Saved entries
• • •

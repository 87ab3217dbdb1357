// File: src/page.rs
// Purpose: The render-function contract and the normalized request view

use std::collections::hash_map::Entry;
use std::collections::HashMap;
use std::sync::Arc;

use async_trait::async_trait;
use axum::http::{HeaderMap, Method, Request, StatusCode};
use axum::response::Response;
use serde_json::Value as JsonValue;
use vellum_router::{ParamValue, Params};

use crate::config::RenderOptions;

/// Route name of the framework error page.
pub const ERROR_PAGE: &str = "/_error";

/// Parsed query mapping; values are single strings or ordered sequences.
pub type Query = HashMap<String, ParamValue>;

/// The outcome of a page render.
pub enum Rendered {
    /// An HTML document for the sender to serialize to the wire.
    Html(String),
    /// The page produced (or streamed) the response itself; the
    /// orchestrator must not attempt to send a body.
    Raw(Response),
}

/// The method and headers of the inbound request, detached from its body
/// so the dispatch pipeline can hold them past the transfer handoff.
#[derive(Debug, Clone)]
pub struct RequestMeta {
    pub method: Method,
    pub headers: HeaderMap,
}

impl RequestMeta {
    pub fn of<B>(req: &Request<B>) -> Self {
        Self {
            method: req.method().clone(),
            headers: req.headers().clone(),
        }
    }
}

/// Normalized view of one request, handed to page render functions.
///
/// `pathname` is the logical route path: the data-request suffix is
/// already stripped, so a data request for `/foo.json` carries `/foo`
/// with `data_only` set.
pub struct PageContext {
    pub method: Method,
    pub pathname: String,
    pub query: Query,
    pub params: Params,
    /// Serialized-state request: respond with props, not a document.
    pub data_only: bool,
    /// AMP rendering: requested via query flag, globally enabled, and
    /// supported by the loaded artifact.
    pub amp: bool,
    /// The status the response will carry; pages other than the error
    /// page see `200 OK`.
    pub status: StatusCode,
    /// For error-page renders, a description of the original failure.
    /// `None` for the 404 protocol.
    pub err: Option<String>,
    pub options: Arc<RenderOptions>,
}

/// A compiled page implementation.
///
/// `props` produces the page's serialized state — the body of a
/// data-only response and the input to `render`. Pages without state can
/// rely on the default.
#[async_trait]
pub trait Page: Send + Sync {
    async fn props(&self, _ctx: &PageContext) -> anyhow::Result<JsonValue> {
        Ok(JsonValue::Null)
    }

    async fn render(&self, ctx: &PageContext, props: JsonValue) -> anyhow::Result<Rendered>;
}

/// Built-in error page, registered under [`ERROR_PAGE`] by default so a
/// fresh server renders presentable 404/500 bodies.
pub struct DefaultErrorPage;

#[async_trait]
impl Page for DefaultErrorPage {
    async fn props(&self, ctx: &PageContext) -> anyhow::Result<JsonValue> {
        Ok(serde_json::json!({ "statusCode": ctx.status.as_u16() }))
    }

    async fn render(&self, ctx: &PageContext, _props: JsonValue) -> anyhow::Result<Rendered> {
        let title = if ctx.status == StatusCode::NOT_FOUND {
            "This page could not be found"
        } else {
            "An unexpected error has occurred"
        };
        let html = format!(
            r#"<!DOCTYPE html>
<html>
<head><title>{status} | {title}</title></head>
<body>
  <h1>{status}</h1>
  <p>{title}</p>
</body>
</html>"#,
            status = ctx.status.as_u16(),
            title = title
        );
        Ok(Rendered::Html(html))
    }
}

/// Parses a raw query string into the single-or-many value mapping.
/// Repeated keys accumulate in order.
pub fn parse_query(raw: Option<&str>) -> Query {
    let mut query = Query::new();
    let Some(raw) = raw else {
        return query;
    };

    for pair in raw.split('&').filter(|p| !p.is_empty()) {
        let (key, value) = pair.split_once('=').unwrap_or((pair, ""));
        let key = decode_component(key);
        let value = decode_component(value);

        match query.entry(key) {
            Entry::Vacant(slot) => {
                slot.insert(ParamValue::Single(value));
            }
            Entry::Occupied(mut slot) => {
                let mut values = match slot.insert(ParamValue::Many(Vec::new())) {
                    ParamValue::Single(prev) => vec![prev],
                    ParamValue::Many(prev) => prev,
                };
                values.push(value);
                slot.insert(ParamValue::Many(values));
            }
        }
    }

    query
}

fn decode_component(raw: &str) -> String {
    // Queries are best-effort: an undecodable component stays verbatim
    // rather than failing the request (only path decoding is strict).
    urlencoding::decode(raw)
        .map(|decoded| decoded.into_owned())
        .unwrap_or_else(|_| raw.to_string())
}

• • •

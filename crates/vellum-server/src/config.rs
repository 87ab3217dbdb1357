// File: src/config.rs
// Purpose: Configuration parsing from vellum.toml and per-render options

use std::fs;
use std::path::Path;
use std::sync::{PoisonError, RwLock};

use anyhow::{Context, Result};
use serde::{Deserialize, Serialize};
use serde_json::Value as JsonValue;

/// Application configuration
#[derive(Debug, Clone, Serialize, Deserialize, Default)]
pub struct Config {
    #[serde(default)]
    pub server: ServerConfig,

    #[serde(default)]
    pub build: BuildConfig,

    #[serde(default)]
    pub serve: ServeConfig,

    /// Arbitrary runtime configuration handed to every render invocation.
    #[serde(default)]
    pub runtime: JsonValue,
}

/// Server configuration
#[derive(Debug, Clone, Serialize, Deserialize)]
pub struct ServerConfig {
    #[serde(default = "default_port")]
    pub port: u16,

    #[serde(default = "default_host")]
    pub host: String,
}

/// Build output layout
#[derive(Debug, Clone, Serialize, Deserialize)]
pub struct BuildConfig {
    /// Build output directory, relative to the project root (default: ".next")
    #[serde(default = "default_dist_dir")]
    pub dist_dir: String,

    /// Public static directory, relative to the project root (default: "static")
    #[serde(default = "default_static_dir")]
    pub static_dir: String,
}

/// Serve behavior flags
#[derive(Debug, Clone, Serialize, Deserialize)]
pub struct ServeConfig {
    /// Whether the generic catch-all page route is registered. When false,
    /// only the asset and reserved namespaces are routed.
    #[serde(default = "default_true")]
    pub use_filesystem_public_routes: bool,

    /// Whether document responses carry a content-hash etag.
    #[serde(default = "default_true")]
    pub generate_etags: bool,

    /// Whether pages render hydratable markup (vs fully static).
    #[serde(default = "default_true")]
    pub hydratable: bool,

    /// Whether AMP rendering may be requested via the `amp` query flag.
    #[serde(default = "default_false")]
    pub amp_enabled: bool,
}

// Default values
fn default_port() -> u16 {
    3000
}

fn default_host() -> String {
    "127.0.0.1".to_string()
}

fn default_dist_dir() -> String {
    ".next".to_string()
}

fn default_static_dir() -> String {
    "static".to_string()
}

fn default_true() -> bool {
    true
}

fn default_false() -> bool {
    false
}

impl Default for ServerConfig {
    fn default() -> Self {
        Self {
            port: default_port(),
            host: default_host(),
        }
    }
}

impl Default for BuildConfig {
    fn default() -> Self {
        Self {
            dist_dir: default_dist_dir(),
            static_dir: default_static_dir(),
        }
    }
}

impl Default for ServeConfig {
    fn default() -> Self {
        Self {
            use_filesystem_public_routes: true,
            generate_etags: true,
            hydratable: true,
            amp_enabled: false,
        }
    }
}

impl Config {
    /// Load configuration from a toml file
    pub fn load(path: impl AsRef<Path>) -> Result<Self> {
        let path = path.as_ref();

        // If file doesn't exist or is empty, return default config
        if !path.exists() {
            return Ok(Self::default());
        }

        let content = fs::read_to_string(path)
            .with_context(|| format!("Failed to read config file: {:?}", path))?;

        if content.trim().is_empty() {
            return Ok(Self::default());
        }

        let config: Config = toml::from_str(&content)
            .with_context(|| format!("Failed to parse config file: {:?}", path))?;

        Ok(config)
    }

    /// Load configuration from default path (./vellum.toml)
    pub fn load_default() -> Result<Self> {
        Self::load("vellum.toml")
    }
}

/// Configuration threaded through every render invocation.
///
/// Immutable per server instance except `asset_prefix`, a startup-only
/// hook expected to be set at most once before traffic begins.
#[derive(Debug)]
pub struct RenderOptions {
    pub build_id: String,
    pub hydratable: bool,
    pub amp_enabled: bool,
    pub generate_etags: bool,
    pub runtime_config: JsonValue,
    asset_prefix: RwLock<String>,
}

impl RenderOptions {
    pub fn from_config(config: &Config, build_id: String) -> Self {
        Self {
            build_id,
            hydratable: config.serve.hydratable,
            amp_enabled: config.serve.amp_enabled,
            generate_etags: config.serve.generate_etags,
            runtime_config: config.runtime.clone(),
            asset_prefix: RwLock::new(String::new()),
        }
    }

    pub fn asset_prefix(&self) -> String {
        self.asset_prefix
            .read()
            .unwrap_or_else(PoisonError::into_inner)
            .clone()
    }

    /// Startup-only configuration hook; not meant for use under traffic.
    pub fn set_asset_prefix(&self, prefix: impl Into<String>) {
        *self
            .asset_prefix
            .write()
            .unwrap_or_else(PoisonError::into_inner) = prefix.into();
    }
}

• • •

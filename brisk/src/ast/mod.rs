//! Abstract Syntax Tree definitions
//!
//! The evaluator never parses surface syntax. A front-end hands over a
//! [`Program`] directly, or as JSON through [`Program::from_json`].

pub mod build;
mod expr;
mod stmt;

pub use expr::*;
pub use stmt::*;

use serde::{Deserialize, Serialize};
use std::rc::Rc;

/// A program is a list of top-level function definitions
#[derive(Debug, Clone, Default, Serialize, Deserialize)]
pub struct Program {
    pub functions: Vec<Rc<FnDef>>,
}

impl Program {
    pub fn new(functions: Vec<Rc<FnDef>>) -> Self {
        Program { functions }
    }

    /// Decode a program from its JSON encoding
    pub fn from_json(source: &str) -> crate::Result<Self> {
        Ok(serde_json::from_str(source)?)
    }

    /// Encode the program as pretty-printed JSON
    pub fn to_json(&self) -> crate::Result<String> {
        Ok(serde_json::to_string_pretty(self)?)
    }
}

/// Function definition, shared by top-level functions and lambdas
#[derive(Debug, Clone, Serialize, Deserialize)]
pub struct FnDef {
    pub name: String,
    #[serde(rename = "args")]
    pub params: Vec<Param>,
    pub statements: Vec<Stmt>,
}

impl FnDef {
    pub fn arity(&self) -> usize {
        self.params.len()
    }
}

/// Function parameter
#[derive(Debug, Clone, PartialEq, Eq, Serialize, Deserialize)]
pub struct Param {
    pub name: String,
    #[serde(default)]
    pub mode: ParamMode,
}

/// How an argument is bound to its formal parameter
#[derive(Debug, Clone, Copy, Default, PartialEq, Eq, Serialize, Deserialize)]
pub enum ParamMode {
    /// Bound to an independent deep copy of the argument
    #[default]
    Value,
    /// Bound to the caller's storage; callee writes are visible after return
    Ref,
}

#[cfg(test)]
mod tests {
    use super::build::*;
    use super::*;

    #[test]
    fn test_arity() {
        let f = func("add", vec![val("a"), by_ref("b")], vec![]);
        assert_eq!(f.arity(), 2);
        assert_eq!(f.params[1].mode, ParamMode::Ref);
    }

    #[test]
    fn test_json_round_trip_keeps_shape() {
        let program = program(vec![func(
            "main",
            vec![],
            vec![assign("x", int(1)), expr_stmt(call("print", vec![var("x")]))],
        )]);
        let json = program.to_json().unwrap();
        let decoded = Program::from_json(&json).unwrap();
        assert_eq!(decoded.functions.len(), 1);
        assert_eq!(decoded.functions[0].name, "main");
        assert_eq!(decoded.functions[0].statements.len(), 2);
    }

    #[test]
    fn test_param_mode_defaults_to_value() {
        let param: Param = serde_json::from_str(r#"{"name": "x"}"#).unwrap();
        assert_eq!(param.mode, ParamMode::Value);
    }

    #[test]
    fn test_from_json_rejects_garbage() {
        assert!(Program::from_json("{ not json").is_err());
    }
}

• • •

* **Exercise description**
Which lines of the entries above contain the string "Rendered"? Copy each one.

* **Result of this task**
pub enum Rendered {
    async fn render(&self, ctx: &PageContext, props: JsonValue) -> anyhow::Result<Rendered>;
    async fn render(&self, ctx: &PageContext, _props: JsonValue) -> anyhow::Result<Rendered> {
        Ok(Rendered::Html(html))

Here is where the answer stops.